= Plücker formula =

In mathematics, a Plücker formula, named after Julius Plücker, is one of a family of formulae, of a type first developed by Plücker in the 1830s, that relate certain numeric invariants of algebraic curves to corresponding invariants of their dual curves. The invariant called the genus, common to both the curve and its dual, is connected to the other invariants by similar formulae. These formulae, and the fact that each of the invariants must be a positive integer, place quite strict limitations on their possible values.

==Plücker invariants and basic equations==
A curve in this context is defined by a non-degenerate algebraic equation in the complex projective plane. Lines in this plane correspond to points in the dual projective plane and the lines tangent to a given algebraic curve C correspond to points in an algebraic curve C^{*} called the dual curve.
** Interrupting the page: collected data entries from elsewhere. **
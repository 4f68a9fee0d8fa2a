//! roslite Transport - message links over three address families
//!
//! - `context` - shared per-process state; owns the in-process endpoint table
//! - `link` - a bidirectional, bounded, multipart message link
//! - `endpoint` - binding and connecting `inproc://`, `ipc://` and `tcp://` addresses
//! - `poller` - one readiness queue fed by every bound socket
//! - `socket` - broker-side bound sockets (fan-in, fan-out, router, dealer)
//!
//! # Architecture
//!
//! ```text
//!  connect()                     bind()
//! ┌──────────┐   Link    ┌──────────────────┐  accept  ┌──────────────┐
//! │   Node   │──────────▶│ Listener (x3)    │─────────▶│ BoundSocket  │
//! └──────────┘           └──────────────────┘          └──────┬───────┘
//!                                                             │ Readiness
//!                                                             ▼
//!                                                      ┌──────────────┐
//!                                                      │    Poller    │
//!                                                      └──────────────┘
//! ```
//!
//! # Panic-Free Guarantees
//!
//! - No `.unwrap()`, `.expect()`, `panic!()`, `unreachable!()`, `todo!()`
//! - Closed links surface as `TransportError::Closed` or `None`

pub mod context;
pub mod endpoint;
pub mod error;
pub mod frame;
pub mod link;
pub mod message;
pub mod poller;
pub mod socket;

pub use context::Context;
pub use endpoint::{connect, Listener};
pub use error::{SendError, TransportError};
pub use link::{Link, LINK_CAPACITY};
pub use message::Message;
pub use poller::{PeerId, Poller, Readiness, Registration, SocketEvent, Token};
pub use socket::{BoundSocket, SocketKind};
In the correspondence between the projective plane and its dual, points on C correspond to lines tangent C^{*}, so the dual of C^{*} can be identified with C.

The first two invariants covered by the Plücker formulas are the degree d of the curve C and the degree d^{*}, classically called the class of C. Geometrically, d is the number of times a given line intersects C with multiplicities properly counted. (This includes complex points and points at infinity since the curves are taken to be subsets of the complex projective plane.) Similarly, d^{*} is the number of tangents to C that are lines through a given point on the plane; so for example a conic section has degree and class both 2. If C has no singularities, the first Plücker equation states that
$d^* = d(d-1)\,$
but this must be corrected for singular curves.
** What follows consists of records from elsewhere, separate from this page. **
#[cfg(test)]
mod tests {
    use super::*;
    use crate::endpoint::connect;
    use crate::poller::Poller;
    use bytes::Bytes;

    fn inproc(name: &str) -> Address {
        Address::Inproc(name.to_string())
    }

    /// Feeds poller events into the socket until `peers` are connected.
    async fn settle(poller: &mut Poller, socket: &mut BoundSocket, peers: usize) {
        while socket.peer_count() < peers {
            let ready = poller.wait().await.unwrap();
            assert_eq!(ready.token, socket.token());
            socket.handle_event(ready.event);
        }
    }

    #[tokio::test]
    async fn test_fan_out_reaches_every_peer() {
        let ctx = Context::new();
        let mut poller = Poller::new();
        let registration = poller.register(1);
        let mut socket = BoundSocket::bind(&ctx, SocketKind::FanOut, &[inproc("sub")], registration)
            .await
            .unwrap();

        let mut a = connect(&ctx, &inproc("sub")).await.unwrap();
        let mut b = connect(&ctx, &inproc("sub")).await.unwrap();
        settle(&mut poller, &mut socket, 2).await;

        socket.try_send(Message::single(Bytes::from_static(b"tick"))).unwrap();
        assert_eq!(a.recv().await.unwrap().payload(), Some(&Bytes::from_static(b"tick")));
        assert_eq!(b.recv().await.unwrap().payload(), Some(&Bytes::from_static(b"tick")));
    }

    #[tokio::test]
    async fn test_fan_out_without_peers_is_ok() {
        let ctx = Context::new();
        let poller = Poller::new();
        let registration = poller.register(1);
        let mut socket = BoundSocket::bind(&ctx, SocketKind::FanOut, &[inproc("sub")], registration)
            .await
            .unwrap();

        assert_eq!(socket.try_send(Message::single(Bytes::new())), Ok(()));
    }

    #[tokio::test]
    async fn test_full_peer_reports_would_block_then_recovers() {
        let ctx = Context::new();
        let mut poller = Poller::new();
        let registration = poller.register(1);
        let mut socket = BoundSocket::bind(&ctx, SocketKind::FanOut, &[inproc("sub")], registration)
            .await
            .unwrap();

        let mut slow = connect(&ctx, &inproc("sub")).await.unwrap();
        settle(&mut poller, &mut socket, 1).await;

        let mut results = Vec::new();
        for _ in 0..=crate::LINK_CAPACITY {
            results.push(socket.try_send(Message::single(Bytes::from_static(b"x"))));
        }
        assert_eq!(results.last(), Some(&Err(SendError::WouldBlock)));

        slow.recv().await.unwrap();
        assert_eq!(socket.try_send(Message::single(Bytes::from_static(b"y"))), Ok(()));
    }

    #[tokio::test]
    async fn test_dealer_round_robin() {
        let ctx = Context::new();
        let mut poller = Poller::new();
        let registration = poller.register(2);
        let mut socket = BoundSocket::bind(&ctx, SocketKind::Dealer, &[inproc("rep")], registration)
            .await
            .unwrap();

        assert_eq!(
            socket.try_send(Message::single(Bytes::from_static(b"lost"))),
            Err(SendError::NoPeers)
        );

        let mut a = connect(&ctx, &inproc("rep")).await.unwrap();
        let mut b = connect(&ctx, &inproc("rep")).await.unwrap();
        settle(&mut poller, &mut socket, 2).await;

        for i in 0..4u8 {
            socket.try_send(Message::single(vec![i])).unwrap();
        }

        let mut a_got = vec![a.recv().await.unwrap(), a.recv().await.unwrap()];
        let mut b_got = vec![b.recv().await.unwrap(), b.recv().await.unwrap()];
        a_got.append(&mut b_got);
        let mut seen: Vec<u8> = a_got.iter().map(|m| m.payload().unwrap()[0]).collect();
        seen.sort();
        assert_eq!(seen, vec![0, 1, 2, 3]);
        assert!(a.try_recv().is_none());
        assert!(b.try_recv().is_none());
    }

    #[tokio::test]
    async fn test_router_envelopes_and_routes() {
        let ctx = Context::new();
        let mut poller = Poller::new();
        let registration = poller.register(3);
        let mut socket = BoundSocket::bind(&ctx, SocketKind::Router, &[inproc("req")], registration)
            .await
            .unwrap();

        let mut a = connect(&ctx, &inproc("req")).await.unwrap();
        let mut b = connect(&ctx, &inproc("req")).await.unwrap();
        settle(&mut poller, &mut socket, 2).await;

        b.send(Message::single(Bytes::from_static(b"from-b"))).await.unwrap();
        let inbound = loop {
            let ready = poller.wait().await.unwrap();
            if let Some(message) = socket.handle_event(ready.event) {
                break message;
            }
        };
        assert_eq!(inbound.len(), 2);

        let mut reply = Message::single(Bytes::from_static(b"to-b"));
        reply.push_front(inbound.parts()[0].clone());
        socket.send(reply).await.unwrap();

        let got = b.recv().await.unwrap();
        assert_eq!(got.parts(), &[Bytes::from_static(b"to-b")]);
        assert!(a.try_recv().is_none());
    }

    #[tokio::test]
    async fn test_router_rejects_unknown_peer() {
        let ctx = Context::new();
        let poller = Poller::new();
        let registration = poller.register(3);
        let mut socket = BoundSocket::bind(&ctx, SocketKind::Router, &[inproc("req")], registration)
            .await
            .unwrap();

        let mut message = Message::single(Bytes::from_static(b"nowhere"));
        message.push_front(PeerId(42).to_frame());
        assert_eq!(socket.try_send(message), Err(SendError::Unroutable));
        assert_eq!(
            socket.try_send(Message::single(Bytes::from_static(b"no envelope"))),
            Err(SendError::Unroutable)
        );
    }

    #[tokio::test]
    async fn test_drop_releases_inproc_name() {
        let ctx = Context::new();
        let poller = Poller::new();
        let registration = poller.register(4);
        let socket = BoundSocket::bind(&ctx, SocketKind::FanIn, &[inproc("pub")], registration)
            .await
            .unwrap();
        assert_eq!(ctx.inproc_count(), 1);

        drop(socket);
        for _ in 0..100 {
            if ctx.inproc_count() == 0 {
                break;
            }
            tokio::task::yield_now().await;
        }
        assert_eq!(ctx.inproc_count(), 0);
    }
}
Of the double points of C, let δ be the number that are ordinary, i.e. that have distinct tangents (these are also called nodes) or are isolated points, and let κ be the number that are cusps, i.e. having a single tangent (spinodes). If C has higher order singularities then these are counted as multiple double points according to an analysis of the nature of the singularity. For example an ordinary triple point is counted as 3 double points. Again, complex points and points at infinity are included in these counts. The corrected form is of the first Plücker equation is
$d^* = d(d-1)-2\delta-3\kappa.\,$

Similarly, let δ^{*} be the number of ordinary double points, and κ^{*} the number of cusps of C^{*}. Then the second Plücker equation states
$\kappa^* = 3d(d-2)-6\delta-8\kappa.\,$
The geometric interpretation of an ordinary double point of C^{*} is a line that is tangent to the curve at two points (double tangent) and the geometric interpretation of a cusp of C^{*} is a point of inflection (stationary tangent).
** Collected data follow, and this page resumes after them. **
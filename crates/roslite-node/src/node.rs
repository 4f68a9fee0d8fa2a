//! The discovery client.

use std::time::Duration;

use serde_json::Value;
use tokio_util::sync::CancellationToken;
use tracing::{debug, info, instrument};

use roslite_core::{Address, Identity, Kind, Name};
use roslite_protocol::{
    AddressPair, DiscoveryRequest, RegistrarEntry, RegistrarRequest, WireCodec, WireMap,
};
use roslite_transport::{connect, Context, Link, Message};

use crate::cache::DiscoveryCache;
use crate::config::NodeConfig;
use crate::error::{NodeError, Result};
use crate::handles::{Provider, Publisher, Requester, Subscriber};

/// Receive bound used by [`Node::request_service`] callers that have no
/// better value, and by the registrar helpers.
pub const DEFAULT_REQUEST_TIMEOUT: Duration = Duration::from_millis(100);

/// Service (and channel) name of the registrar.
pub const DEFAULT_REGISTRAR: &str = "registrar";

/// A participant that resolves names through Atlas.
///
/// Nodes that share a [`Context`] with Atlas (or with each other) can use
/// in-process links; the context is the only state they share.
pub struct Node {
    config: NodeConfig,
    context: Context,
    cancel_token: CancellationToken,
    atlas: Link,
    cache: DiscoveryCache,
}

impl Node {
    /// Opens the discovery link to Atlas.
    ///
    /// Nothing is sent until the first lookup.
    pub async fn connect(
        config: NodeConfig,
        context: Context,
        cancel_token: CancellationToken,
    ) -> Result<Self> {
        let atlas = connect(&context, &config.atlas)
            .await
            .map_err(|source| NodeError::AtlasUnreachable {
                address: config.atlas.to_string(),
                source,
            })?;

        debug!(atlas = %config.atlas, identity = %config.identity, "Node connected to Atlas");

        Ok(Self {
            config,
            context,
            cancel_token,
            atlas,
            cache: DiscoveryCache::new(),
        })
    }

    pub fn identity(&self) -> &Identity {
        &self.config.identity
    }

    pub fn context(&self) -> &Context {
        &self.context
    }

    pub fn cache(&self) -> &DiscoveryCache {
        &self.cache
    }

    pub fn cancel_token(&self) -> &CancellationToken {
        &self.cancel_token
    }

    // ========================================================================
    // Primitives
    // ========================================================================

    /// Connects a publisher to a channel's publish address.
    pub async fn publish(&mut self, channel: &str) -> Result<Publisher> {
        let channel = Name::new(channel)?;
        let pair = self.resolve(Kind::Channel, &channel).await?;
        let link = self.open(&pair.front).await?;
        info!(channel = %channel, publish_address = %pair.front, "Publishing");
        Ok(Publisher::new(channel, link, self.cancel_token.clone()))
    }

    /// Connects a subscriber, receiving everything, to a channel.
    pub async fn subscribe(&mut self, channel: &str) -> Result<Subscriber> {
        let channel = Name::new(channel)?;
        let pair = self.resolve(Kind::Channel, &channel).await?;
        let link = self.open(&pair.back).await?;
        info!(channel = %channel, subscribe_address = %pair.back, "Subscribing");
        Ok(Subscriber::new(channel, link, self.cancel_token.clone()))
    }

    /// Connects a requester to a service; each reply is awaited for at most
    /// `timeout`.
    pub async fn request_service(&mut self, service: &str, timeout: Duration) -> Result<Requester> {
        let service = Name::new(service)?;
        let pair = self.resolve(Kind::Service, &service).await?;
        let link = self.open(&pair.front).await?;
        info!(service = %service, request_address = %pair.front, "Getting service");
        Ok(Requester::new(
            service,
            link,
            timeout,
            self.cancel_token.clone(),
        ))
    }

    /// Connects a provider to a service's reply address.
    pub async fn provide_service(&mut self, service: &str) -> Result<Provider> {
        let service = Name::new(service)?;
        let pair = self.resolve(Kind::Service, &service).await?;
        let link = self.open(&pair.back).await?;
        info!(service = %service, reply_address = %pair.back, "Providing service");
        Ok(Provider::new(service, link, self.cancel_token.clone()))
    }

    // ========================================================================
    // Registrar helpers
    // ========================================================================

    /// Stores `value` under `key` in the registrar.
    ///
    /// Returns the value the registrar acknowledged, or `None` if it
    /// rejected the request.
    pub async fn set_value(
        &mut self,
        key: &str,
        value: Value,
        registrar: &str,
    ) -> Result<Option<Value>> {
        let request = RegistrarRequest::set(key, value);
        self.registrar_exchange(request, registrar).await
    }

    /// Reads the value stored under `key`; `None` if there is none.
    pub async fn get_value(&mut self, key: &str, registrar: &str) -> Result<Option<Value>> {
        let request = RegistrarRequest::get(key);
        self.registrar_exchange(request, registrar).await
    }

    async fn registrar_exchange(
        &mut self,
        request: RegistrarRequest,
        registrar: &str,
    ) -> Result<Option<Value>> {
        let mut requester = self
            .request_service(registrar, DEFAULT_REQUEST_TIMEOUT)
            .await?;
        let reply: Option<WireMap> = requester.request_message(&request.to_wire()).await?;

        match reply {
            Some(map) => {
                let entry = RegistrarEntry::from_wire(&map)?;
                Ok(Some(entry.value).filter(|value| !value.is_null()))
            }
            None => Ok(None),
        }
    }

    // ========================================================================
    // Discovery
    // ========================================================================

    /// Returns the cached pair for a name, asking Atlas on first use.
    #[instrument(level = "debug", skip(self), fields(node = %self.config.identity))]
    async fn resolve(&mut self, kind: Kind, name: &Name) -> Result<AddressPair> {
        if let Some(pair) = self.cache.get(kind, name) {
            return Ok(pair.clone());
        }

        let request = DiscoveryRequest {
            kind,
            name: name.clone(),
            requester: self.config.identity.clone(),
        };
        let payload = WireCodec.encode(&request.to_wire())?;

        // Drop any answer to a lookup that was interrupted earlier.
        while self.atlas.try_recv().is_some() {
            debug!("Discarding stale Atlas reply");
        }

        tokio::select! {
            _ = self.cancel_token.cancelled() => return Err(NodeError::Interrupted),
            result = self.atlas.send(Message::single(payload)) => {
                result.map_err(|_| NodeError::AtlasClosed)?
            }
        }

        let reply = tokio::select! {
            _ = self.cancel_token.cancelled() => return Err(NodeError::Interrupted),
            reply = self.atlas.recv() => reply.ok_or(NodeError::AtlasClosed)?,
        };

        let payload = reply.payload().cloned().unwrap_or_default();
        let map: WireMap = WireCodec.decode(&payload)?;
        let pair = AddressPair::from_wire(kind, &map)?;

        debug!(kind = %kind, name = %name, front = %pair.front, back = %pair.back, "Resolved");
        Ok(self.cache.insert(kind, name.clone(), pair).clone())
    }

    async fn open(&self, address: &Address) -> Result<Link> {
        connect(&self.context, address)
            .await
            .map_err(|source| NodeError::Connect {
                address: address.to_string(),
                source,
            })
    }
}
Consider for instance, the case of a smooth cubic:
$d=3,\ \delta=\kappa=0$
The above formula shows that it has
$\kappa^* = 9\,$
inflections. If the cubic degenerates and gets a double point, then 6 points converge to the singular point and only 3 inflection remain along the singular curve. If the cubic degenerates and gets a cusp then only one inflection remains.

Note that the first two Plücker equations have dual versions:
$d = d^*(d^*-1)-2\delta^*-3\kappa^*,\,$
$\kappa = 3d^*(d^*-2)-6\delta^*-8\kappa^*.\,$
The four equations given so far are, in fact, dependent, so any three may be used to derive the remaining one. From them, given any three of the six invariants, d, d^{*}, δ, δ^{*}, κ, κ^{*}, the remaining three can be computed.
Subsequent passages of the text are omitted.